Fourth quarter 2017 net income of $43.1 million was up $29.6 million
compared to fourth quarter 2016, largely due to the $29.7 million net
impact of Tax Reform. This was primarily driven by the re-valuation of
our deferred tax obligations to reflect the lower corporate tax rate, as
well as other provisional adjustments resulting from Tax Reform.
Adjusted EPS was $0.29 for fourth quarter 2017, $0.01 lower than the
prior year period.
Full year 2017 revenues and RBR of $1,032.3 million and $939.6 million,
respectively, were both comparable to the prior year period. Results
reflect the full year contribution from the Ecofys acquisition and
growth in the Healthcare segment, primarily due to increased life
science and managed services engagements. These contributions were
offset by lower revenue from U.S. Federal Government engagements in the
Energy segment, as well as decreased activity from regulatory
uncertainty in the Financial Services Advisory and Compliance and
Disputes, Forensics and Legal Technology segments. Full year 2017
Adjusted EBITDA was $125.8, down $16.5 million from full year 2016
driven by higher cost of service including absorbed costs from the
Ecofys acquisition.
Full year 2017 net income of $75.0 million was up $16.9 million compared
to full year 2016 as the impact of Tax Reform more than offset higher
operating costs. Adjusted EPS was $1.09 for full year 2017, $0.18 lower
than the prior year.
CASH FLOW
Fourth quarter 2017 net cash provided by operating activities was $70.7
million compared to $54.4 million for fourth quarter 2016, driven by
higher income, net of deferred taxes and lower working capital in the
fourth quarter 2017. Free Cash Flow increased to $24.6 million for
fourth quarter 2017 compared to $7.9 million for the same period in
2016, due to higher operating cash flow as discussed above, and lower
capital expenditures.
Full year 2017 net cash provided by operating activities was $104.2
million compared to $110.0 million for full year 2016, driven primarily
by increased working capital requirements in the current year period.

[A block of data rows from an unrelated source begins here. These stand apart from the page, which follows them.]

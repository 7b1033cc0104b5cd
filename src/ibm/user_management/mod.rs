//! User Management v1 - account users, invitations and user settings

mod api;
mod commands;
pub mod models;
pub mod options;

pub use api::UserManagementV1;
pub use commands::run_users_command;
pub use models::{InvitedUserList, UserList, UserProfile, UserSettings};
pub use options::{
    InviteUsersOptions, ListUsersOptions, UpdateUserProfileOptions, UpdateUserSettingsOptions,
    UserState,
};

Free Cash Flow decreased to $65.7 million for full year 2017 compared to
$78.8 million for the same period in 2016, due to lower operating cash
flow as discussed above, and higher capital expenditures.
Days Sales Outstanding on Dec. 31, 2017 was 85 days, a 9-day improvement
compared to Sept. 30, 2017, but was 4 days higher compared to Dec. 31,
2016. Bank debt outstanding on Dec. 31, 2017 was $132.9 million, down
slightly compared to $135.0 million at year end 2016. Leverage (bank
debt divided by trailing twelve month Adjusted EBITDA) was 1.06 times at
Dec. 31, 2017.
Navigant continued executing its share repurchase program with an
additional 838 thousand shares of common stock repurchased during the
fourth quarter 2017 at an aggregate cost of $15.0 million and an average
price of $17.89 per share. For the full year 2017, Navigant repurchased
over 2.3 million shares of common stock at an aggregate cost of $43.0
million and an average price of $18.52 per share. As of Dec. 31, 2017,
the company had $63.6 million remaining under its stock repurchase
authorization which expires on Dec. 31, 2019.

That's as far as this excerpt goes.